Thor: the Dark World Film Review
In this day and age where comic book movies are as common as Smartphones and obesity, a sequel to Thor may not be too appealing because of the challenge of avoiding repetition. Thor: the Dark Underworld is coming off of a solid first installment, and an amazing ensemble piece in the Avengers. Director Alan Talyor, and stars Chris Hemsworth, Natalie Portman, and Tom Hiddleston take on the challenge in this fun, well-acted sequel about the hammer-wielding hero.

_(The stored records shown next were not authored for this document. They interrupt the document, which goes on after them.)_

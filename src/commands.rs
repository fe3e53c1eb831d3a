use anyhow::{Context, Result};
use chrono::Local;
use console::style;
use std::path::Path;
use std::sync::Arc;
use tracing::{info, warn};

use crate::chat::{ChatPipeline, ChatReply};
use crate::citations::{Citation, format_citations};
use crate::config::{
    API_KEY_ENV_VAR, Config, ConfigError, SearchConfig, get_config_dir, show_config,
};
use crate::database::{LanceVectorStore, VectorIndex};
use crate::dates::DateKey;
use crate::embeddings::{Embedder, OpenAiClient};
use crate::prompt::ChatMessage;
use crate::search::{
    CombinedSearch, SearchOptions, SearchResult, SourceHealth, SourceLabel, SourceStatus,
};

/// Overrides for the configured search options
#[derive(Debug, Clone, Copy, Default)]
pub struct SearchOverrides {
    pub limit: Option<usize>,
    pub min_score: Option<f32>,
}

impl SearchOverrides {
    /// Merge the overrides into the configured options, with the same bounds as the config file
    #[inline]
    pub fn apply(&self, config: &Config) -> Result<SearchOptions, ConfigError> {
        let merged = SearchConfig {
            limit: self.limit.unwrap_or(config.search.limit),
            min_score: self.min_score.unwrap_or(config.search.min_score),
            ..config.search.clone()
        };
        merged.validate()?;
        Ok(merged.options())
    }
}

#[inline]
pub fn load_config() -> Result<Config> {
    let config_dir = get_config_dir()?;
    Config::load(config_dir)
}

/// Write a default configuration if none exists, then print it
#[inline]
pub fn configure(show: bool) -> Result<()> {
    let config = load_config()?;

    if !show && !config.config_file_path().exists() {
        config.save()?;
        println!(
            "Created configuration file: {}",
            config.config_file_path().display()
        );
    }

    show_config(&config);
    Ok(())
}

async fn open_search(config: &Config) -> Result<CombinedSearch> {
    let embedder: Arc<dyn Embedder> = Arc::new(
        OpenAiClient::new(&config.openai).context("Failed to create embedding client")?,
    );
    let store: Arc<dyn VectorIndex> = Arc::new(
        LanceVectorStore::new(config)
            .await
            .context("Failed to open vector store")?,
    );
    Ok(CombinedSearch::from_config(embedder, store, &config.search))
}

fn print_json<T: serde::Serialize>(value: &T) -> Result<()> {
    println!(
        "{}",
        serde_json::to_string_pretty(value).context("Failed to serialize output")?
    );
    Ok(())
}

fn print_results(results: &[SearchResult]) {
    for (i, citation) in format_citations(results).iter().enumerate() {
        print_citation(i + 1, citation);
    }
}

fn print_citation(position: usize, citation: &Citation) {
    println!(
        "{}. {} {}",
        position,
        style(&citation.reference).bold(),
        style(format!("({})", citation.score_percentage)).dim()
    );
    if let Some(url) = &citation.url {
        println!("   {}", style(url).cyan());
    }
    println!("   {}", citation.text.replace('\n', " "));
    println!();
}

fn print_degraded_sources(sources: &[SourceStatus]) {
    for status in sources {
        if let SourceHealth::Degraded(reason) = &status.health {
            eprintln!(
                "{} {} unavailable: {}",
                style("⚠️").yellow(),
                status.source,
                reason
            );
        }
    }
}

/// Search both sources, or only `source`, and print the ranked results
#[inline]
pub async fn search(
    query: &str,
    source: Option<SourceLabel>,
    overrides: SearchOverrides,
    json: bool,
) -> Result<()> {
    let config = load_config()?;
    let options = overrides.apply(&config)?;
    let search = open_search(&config).await?;

    info!("Searching for: {}", query);
    let results = match source {
        Some(source) => {
            let results = search.search_source(source, query, &options).await?;
            if json {
                return print_json(&results);
            }
            results
        }
        None => {
            let outcome = search.search_with_health(query, &options).await?;
            if json {
                return print_json(&outcome);
            }
            print_degraded_sources(&outcome.sources);
            outcome.results
        }
    };

    if results.is_empty() {
        println!("No passages scored above {}", options.min_score);
        return Ok(());
    }

    print_results(&results);
    Ok(())
}

fn load_history(path: &Path) -> Result<Vec<ChatMessage>> {
    let content = std::fs::read_to_string(path)
        .with_context(|| format!("Failed to read history file: {}", path.display()))?;
    serde_json::from_str(&content)
        .with_context(|| format!("Failed to parse history file: {}", path.display()))
}

/// Prepare an answer: either a direct reply or citations plus the grounded prompt
#[inline]
pub async fn ask(
    query: &str,
    history: Option<&Path>,
    overrides: SearchOverrides,
    json: bool,
) -> Result<()> {
    let config = load_config()?;
    let options = overrides.apply(&config)?;
    let history = history.map(load_history).transpose()?.unwrap_or_default();

    let pipeline = ChatPipeline::new(open_search(&config).await?, options);
    let reply = pipeline
        .prepare(query, &history, Local::now().date_naive())
        .await?;

    if json {
        return print_json(&reply);
    }

    match &reply {
        ChatReply::Prompt(prepared) => {
            print_degraded_sources(&prepared.sources);
            println!("{}", style("Sources:").bold().yellow());
            for (i, citation) in prepared.citations.iter().enumerate() {
                print_citation(i + 1, citation);
            }
            println!("{}", style("Prompt:").bold().yellow());
            println!("{}", prepared.prompt);
        }
        ChatReply::NoResults { sources, .. } => {
            print_degraded_sources(sources);
            println!("{}", reply.direct_response().unwrap_or_default());
        }
        ChatReply::Reflection { .. } | ChatReply::ReflectionNotFound { .. } => {
            println!("{}", reply.direct_response().unwrap_or_default());
        }
    }

    Ok(())
}

/// Print today's reflection
#[inline]
pub async fn show_today(json: bool) -> Result<()> {
    let config = load_config()?;
    let search = open_search(&config).await?;
    let key = DateKey::today();

    let Some(reflection) = search.find_reflection(key).await? else {
        println!("No reflection stored for {}", key.display_name());
        return Ok(());
    };

    if json {
        return print_json(&reflection);
    }

    println!(
        "{}",
        style(format!("{} - {}", key.display_name(), reflection.title())).bold()
    );
    println!();
    println!("\"{}\"", reflection.quote());
    if let Some(reference) = &reflection.reference {
        println!("{}", style(reference).dim());
    }
    println!();
    println!("{}", reflection.comment());
    Ok(())
}

/// Print reflections closest in meaning to the one for `date`
#[inline]
pub async fn similar(date: &str, limit: Option<usize>, json: bool) -> Result<()> {
    let key: DateKey = date.parse()?;
    let config = load_config()?;
    let overrides = SearchOverrides {
        limit,
        min_score: None,
    };
    let options = overrides.apply(&config)?;
    let search = open_search(&config).await?;

    let results = search.similar_reflections(key, &options).await?;

    if json {
        return print_json(&results);
    }

    if results.is_empty() {
        println!("No reflections similar to {}", key.display_name());
        return Ok(());
    }

    println!(
        "{}",
        style(format!("Reflections similar to {}:", key.display_name())).bold()
    );
    println!();
    print_results(&results);
    Ok(())
}

/// Show configuration health and per-index document counts
#[inline]
pub async fn show_status() -> Result<()> {
    let config = load_config().unwrap_or_else(|e| {
        warn!("Using default configuration: {}", e);
        Config::default()
    });

    println!("📊 Recovery RAG Status Report");
    println!("{}", "=".repeat(50));
    println!();

    println!("🤖 Embedding Service:");
    match config.openai.embeddings_url() {
        Ok(url) => println!("   📡 Endpoint: {}", url),
        Err(e) => println!("   ❌ Endpoint: {}", e),
    }
    println!(
        "   📋 Model: {} ({} dimensions)",
        config.openai.model, config.openai.dimension
    );
    if config.openai.resolve_api_key().is_some() {
        println!("   ✅ API key configured");
    } else {
        println!(
            "   ❌ API key missing (set it in the config file or {})",
            API_KEY_ENV_VAR
        );
    }

    println!();
    println!("🔍 Vector Database Status:");
    let store = match LanceVectorStore::new(&config).await {
        Ok(store) => {
            println!(
                "   ✅ LanceDB: Connected ({})",
                config.vector_database_path().display()
            );
            store
        }
        Err(e) => {
            println!("   ❌ LanceDB: Failed to connect - {}", e);
            return Ok(());
        }
    };

    for (label, index) in [
        ("Big Book", &config.search.big_book_index),
        ("Daily Reflections", &config.search.reflections_index),
    ] {
        match store.count_documents(index).await {
            Ok(count) => println!("   📊 {} ({}): {} documents", label, index, count),
            Err(e) => println!("   ⚠️  {} ({}): {}", label, index, e),
        }
    }

    Ok(())
}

This time around Asgard is threatened by new evil, in the form of a Nosferatu-looking elf called Malekith. In Thor’s quest to stop him, he reunites with Jane, played once again by the reliable Natalie Portman. Although the script brings nothing new to the table, Taylor directs a well-paced film that’s balanced with humor, action, and heroic drama. It continues the tragic themes of the first installment with the riff between Thor and Loki, and does it very well. At the end of the day, this film relies on the acting to enhance the viewing experience.
Hemsworth is back as Thor, and he’s just as good as ever playing the charming brute that will keep fighting until his last breath. It’s a challenge to feel for someone that’s nearly invincible, but it’s possible in this film because Hemsworth makes the character relative. It could be a concern for Jane’s dating life, a yearning to trust his brother, or a commitment to follow through; Hemsworth does justice to the Thor character by balancing his warrior side with his compassion.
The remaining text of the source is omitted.